## Assignment
Only some lines are wanted. Transcribe, exactly, the lines below from the line with "dotenvy::dotenv().ok();" up to and including the line with "filename src/repository/mod.rs".

Collected data:
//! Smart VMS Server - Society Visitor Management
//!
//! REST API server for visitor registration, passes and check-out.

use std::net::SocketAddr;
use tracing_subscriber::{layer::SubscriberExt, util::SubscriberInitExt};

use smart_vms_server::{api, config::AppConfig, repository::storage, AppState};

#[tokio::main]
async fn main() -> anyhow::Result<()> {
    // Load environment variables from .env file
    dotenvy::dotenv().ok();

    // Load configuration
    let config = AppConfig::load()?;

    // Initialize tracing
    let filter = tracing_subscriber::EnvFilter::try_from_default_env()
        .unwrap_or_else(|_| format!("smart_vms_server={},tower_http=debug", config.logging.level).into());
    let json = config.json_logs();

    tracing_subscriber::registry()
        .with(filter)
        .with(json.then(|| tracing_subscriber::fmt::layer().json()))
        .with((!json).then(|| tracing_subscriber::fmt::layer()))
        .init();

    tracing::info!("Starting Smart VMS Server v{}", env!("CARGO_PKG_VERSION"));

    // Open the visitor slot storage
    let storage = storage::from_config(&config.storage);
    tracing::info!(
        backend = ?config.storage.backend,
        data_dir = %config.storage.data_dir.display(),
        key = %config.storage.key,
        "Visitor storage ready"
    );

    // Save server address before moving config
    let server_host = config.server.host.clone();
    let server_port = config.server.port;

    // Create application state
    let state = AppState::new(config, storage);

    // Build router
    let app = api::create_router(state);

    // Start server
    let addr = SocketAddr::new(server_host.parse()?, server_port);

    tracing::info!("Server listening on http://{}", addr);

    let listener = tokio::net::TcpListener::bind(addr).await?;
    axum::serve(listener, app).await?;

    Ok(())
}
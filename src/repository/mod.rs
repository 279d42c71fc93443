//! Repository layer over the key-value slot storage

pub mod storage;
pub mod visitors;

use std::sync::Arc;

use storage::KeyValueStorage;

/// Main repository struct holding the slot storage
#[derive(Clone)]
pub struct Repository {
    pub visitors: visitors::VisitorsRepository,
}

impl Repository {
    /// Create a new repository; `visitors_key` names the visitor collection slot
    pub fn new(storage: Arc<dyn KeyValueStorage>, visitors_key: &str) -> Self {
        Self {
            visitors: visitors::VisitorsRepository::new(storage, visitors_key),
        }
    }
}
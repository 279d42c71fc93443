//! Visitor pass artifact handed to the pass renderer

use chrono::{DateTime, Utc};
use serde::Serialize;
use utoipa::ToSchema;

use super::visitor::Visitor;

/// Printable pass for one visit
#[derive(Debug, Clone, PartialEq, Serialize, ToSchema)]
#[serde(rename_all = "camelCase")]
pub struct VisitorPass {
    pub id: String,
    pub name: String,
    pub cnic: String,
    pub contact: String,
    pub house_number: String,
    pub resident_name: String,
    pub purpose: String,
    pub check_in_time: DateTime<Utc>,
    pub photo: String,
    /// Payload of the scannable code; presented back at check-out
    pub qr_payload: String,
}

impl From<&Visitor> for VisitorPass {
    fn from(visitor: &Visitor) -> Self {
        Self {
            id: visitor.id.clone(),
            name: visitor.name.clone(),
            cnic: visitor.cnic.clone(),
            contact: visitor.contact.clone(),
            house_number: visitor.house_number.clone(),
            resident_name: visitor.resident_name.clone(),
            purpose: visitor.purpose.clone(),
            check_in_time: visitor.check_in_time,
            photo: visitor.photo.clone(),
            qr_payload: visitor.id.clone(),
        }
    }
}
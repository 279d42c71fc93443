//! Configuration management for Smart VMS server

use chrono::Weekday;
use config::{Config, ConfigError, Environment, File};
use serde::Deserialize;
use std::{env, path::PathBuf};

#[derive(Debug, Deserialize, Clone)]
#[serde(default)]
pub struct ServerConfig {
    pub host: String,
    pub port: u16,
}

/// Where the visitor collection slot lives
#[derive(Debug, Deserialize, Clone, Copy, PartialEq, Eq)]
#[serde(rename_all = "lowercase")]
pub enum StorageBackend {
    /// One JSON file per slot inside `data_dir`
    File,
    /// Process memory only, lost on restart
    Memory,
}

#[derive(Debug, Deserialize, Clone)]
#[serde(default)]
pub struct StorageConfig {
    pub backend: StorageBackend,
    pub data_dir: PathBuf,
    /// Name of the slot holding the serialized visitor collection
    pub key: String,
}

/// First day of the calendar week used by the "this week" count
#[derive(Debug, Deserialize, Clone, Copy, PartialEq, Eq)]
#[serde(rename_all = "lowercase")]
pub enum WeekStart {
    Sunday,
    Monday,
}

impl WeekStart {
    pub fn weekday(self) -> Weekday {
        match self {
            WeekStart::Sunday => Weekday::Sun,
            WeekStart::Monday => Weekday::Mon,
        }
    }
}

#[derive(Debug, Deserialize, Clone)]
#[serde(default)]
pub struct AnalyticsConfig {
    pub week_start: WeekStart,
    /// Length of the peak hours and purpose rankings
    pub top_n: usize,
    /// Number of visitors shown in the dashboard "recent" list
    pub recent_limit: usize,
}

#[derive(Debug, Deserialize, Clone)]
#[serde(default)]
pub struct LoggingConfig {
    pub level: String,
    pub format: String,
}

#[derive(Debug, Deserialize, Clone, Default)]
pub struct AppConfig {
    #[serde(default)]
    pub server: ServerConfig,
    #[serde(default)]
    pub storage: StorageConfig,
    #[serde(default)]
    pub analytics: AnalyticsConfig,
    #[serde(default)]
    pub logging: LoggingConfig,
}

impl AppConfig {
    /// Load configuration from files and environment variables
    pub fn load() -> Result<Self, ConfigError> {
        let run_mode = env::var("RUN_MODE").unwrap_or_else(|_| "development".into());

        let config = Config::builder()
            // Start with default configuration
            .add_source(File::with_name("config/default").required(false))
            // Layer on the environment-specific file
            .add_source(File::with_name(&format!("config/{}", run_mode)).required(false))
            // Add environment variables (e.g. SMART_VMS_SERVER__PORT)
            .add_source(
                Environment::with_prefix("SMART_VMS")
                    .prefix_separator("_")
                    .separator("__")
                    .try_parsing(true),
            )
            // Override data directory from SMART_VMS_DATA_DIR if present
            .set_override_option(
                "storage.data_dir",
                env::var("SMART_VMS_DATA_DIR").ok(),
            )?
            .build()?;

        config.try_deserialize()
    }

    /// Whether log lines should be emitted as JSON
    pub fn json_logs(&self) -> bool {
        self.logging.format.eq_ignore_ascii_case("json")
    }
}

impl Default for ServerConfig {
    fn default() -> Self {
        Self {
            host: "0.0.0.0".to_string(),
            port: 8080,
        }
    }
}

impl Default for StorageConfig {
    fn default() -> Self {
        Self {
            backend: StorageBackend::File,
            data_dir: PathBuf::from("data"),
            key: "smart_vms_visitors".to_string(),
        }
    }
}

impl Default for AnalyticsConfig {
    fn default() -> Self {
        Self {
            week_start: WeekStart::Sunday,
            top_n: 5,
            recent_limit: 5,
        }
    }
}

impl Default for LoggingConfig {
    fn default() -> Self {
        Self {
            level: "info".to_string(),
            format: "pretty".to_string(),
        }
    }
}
--
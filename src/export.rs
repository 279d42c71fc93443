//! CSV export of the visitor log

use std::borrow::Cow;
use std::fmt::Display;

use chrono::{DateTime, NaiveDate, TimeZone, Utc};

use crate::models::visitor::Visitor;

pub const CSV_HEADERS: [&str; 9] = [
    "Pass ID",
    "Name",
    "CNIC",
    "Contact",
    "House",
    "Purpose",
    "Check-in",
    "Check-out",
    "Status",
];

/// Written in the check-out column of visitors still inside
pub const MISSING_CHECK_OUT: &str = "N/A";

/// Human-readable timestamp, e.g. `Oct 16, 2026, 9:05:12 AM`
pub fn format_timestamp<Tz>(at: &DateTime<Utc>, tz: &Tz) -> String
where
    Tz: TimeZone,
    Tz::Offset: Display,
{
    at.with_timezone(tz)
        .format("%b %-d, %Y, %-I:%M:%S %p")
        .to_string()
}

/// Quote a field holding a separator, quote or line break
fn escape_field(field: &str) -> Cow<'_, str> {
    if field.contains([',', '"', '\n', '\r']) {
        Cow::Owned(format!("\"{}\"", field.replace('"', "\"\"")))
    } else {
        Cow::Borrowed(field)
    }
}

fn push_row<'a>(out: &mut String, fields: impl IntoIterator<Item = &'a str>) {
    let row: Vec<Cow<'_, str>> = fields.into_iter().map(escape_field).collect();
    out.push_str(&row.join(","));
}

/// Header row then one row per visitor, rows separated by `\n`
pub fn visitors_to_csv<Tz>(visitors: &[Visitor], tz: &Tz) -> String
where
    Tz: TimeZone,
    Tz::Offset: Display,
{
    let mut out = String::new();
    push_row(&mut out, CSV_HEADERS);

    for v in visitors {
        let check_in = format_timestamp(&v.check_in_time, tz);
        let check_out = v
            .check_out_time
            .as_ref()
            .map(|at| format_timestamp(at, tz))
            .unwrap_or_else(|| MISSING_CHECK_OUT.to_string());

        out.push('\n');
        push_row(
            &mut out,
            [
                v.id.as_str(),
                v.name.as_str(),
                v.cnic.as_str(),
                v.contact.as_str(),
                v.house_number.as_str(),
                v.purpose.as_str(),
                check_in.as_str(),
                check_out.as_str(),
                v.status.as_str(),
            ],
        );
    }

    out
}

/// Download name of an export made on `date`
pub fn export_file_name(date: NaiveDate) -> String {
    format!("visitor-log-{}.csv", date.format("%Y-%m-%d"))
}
--
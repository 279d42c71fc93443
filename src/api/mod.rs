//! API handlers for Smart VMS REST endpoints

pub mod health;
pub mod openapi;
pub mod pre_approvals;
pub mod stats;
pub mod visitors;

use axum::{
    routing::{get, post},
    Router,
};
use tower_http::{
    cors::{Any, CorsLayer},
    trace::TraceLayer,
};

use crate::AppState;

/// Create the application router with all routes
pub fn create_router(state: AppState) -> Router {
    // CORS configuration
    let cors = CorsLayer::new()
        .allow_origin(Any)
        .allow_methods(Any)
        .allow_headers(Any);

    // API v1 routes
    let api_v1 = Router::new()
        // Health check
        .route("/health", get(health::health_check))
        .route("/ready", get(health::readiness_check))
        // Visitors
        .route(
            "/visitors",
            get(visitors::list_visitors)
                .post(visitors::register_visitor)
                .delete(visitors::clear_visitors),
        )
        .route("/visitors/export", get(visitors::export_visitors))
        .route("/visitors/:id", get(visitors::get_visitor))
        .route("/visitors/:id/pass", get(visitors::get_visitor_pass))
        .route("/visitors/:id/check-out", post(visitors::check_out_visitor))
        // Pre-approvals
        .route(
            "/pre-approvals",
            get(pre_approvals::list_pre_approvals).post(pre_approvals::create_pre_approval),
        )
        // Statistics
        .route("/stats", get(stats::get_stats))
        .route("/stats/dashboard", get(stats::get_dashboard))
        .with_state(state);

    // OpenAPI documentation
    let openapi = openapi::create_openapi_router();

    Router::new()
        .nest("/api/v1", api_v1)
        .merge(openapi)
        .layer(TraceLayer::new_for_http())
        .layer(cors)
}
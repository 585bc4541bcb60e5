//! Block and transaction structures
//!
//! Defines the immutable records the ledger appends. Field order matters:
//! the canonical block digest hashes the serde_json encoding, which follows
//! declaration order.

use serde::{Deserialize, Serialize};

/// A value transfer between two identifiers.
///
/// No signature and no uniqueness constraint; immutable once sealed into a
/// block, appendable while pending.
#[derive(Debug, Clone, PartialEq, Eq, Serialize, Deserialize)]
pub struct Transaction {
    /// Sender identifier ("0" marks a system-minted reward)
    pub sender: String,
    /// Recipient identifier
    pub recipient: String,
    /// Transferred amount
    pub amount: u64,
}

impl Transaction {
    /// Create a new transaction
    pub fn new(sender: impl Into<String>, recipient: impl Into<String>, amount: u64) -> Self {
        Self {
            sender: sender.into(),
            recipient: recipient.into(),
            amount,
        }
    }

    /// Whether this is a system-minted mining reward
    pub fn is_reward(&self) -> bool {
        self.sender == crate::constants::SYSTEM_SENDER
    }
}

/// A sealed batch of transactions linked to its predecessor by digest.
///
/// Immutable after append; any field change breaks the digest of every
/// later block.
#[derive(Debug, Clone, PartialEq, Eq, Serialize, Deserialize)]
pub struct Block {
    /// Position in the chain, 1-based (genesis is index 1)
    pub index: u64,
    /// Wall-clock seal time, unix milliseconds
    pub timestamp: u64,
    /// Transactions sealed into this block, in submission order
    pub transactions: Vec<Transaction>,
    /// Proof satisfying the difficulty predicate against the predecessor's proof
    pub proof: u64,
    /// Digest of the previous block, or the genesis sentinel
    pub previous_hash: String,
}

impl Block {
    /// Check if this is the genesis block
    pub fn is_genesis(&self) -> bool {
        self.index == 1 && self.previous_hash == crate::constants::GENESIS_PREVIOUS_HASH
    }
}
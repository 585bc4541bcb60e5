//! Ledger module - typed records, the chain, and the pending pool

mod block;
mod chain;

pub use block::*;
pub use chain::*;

## Answer for this exercise
    dotenvy::dotenv().ok();

    // Load configuration
    let config = AppConfig::load()?;

    // Initialize tracing
    let filter = tracing_subscriber::EnvFilter::try_from_default_env()
        .unwrap_or_else(|_| format!("smart_vms_server={},tower_http=debug", config.logging.level).into());
    let json = config.json_logs();

    tracing_subscriber::registry()
        .with(filter)
        .with(json.then(|| tracing_subscriber::fmt::layer().json()))
        .with((!json).then(|| tracing_subscriber::fmt::layer()))
        .init();

    tracing::info!("Starting Smart VMS Server v{}", env!("CARGO_PKG_VERSION"));

    // Open the visitor slot storage
    let storage = storage::from_config(&config.storage);
    tracing::info!(
        backend = ?config.storage.backend,
        data_dir = %config.storage.data_dir.display(),
        key = %config.storage.key,
        "Visitor storage ready"
    );

    // Save server address before moving config
    let server_host = config.server.host.clone();
    let server_port = config.server.port;

    // Create application state
    let state = AppState::new(config, storage);

    // Build router
    let app = api::create_router(state);

    // Start server
    let addr = SocketAddr::new(server_host.parse()?, server_port);

    tracing::info!("Server listening on http://{}", addr);

    let listener = tokio::net::TcpListener::bind(addr).await?;
    axum::serve(listener, app).await?;

    Ok(())
}
filename src/repository/mod.rs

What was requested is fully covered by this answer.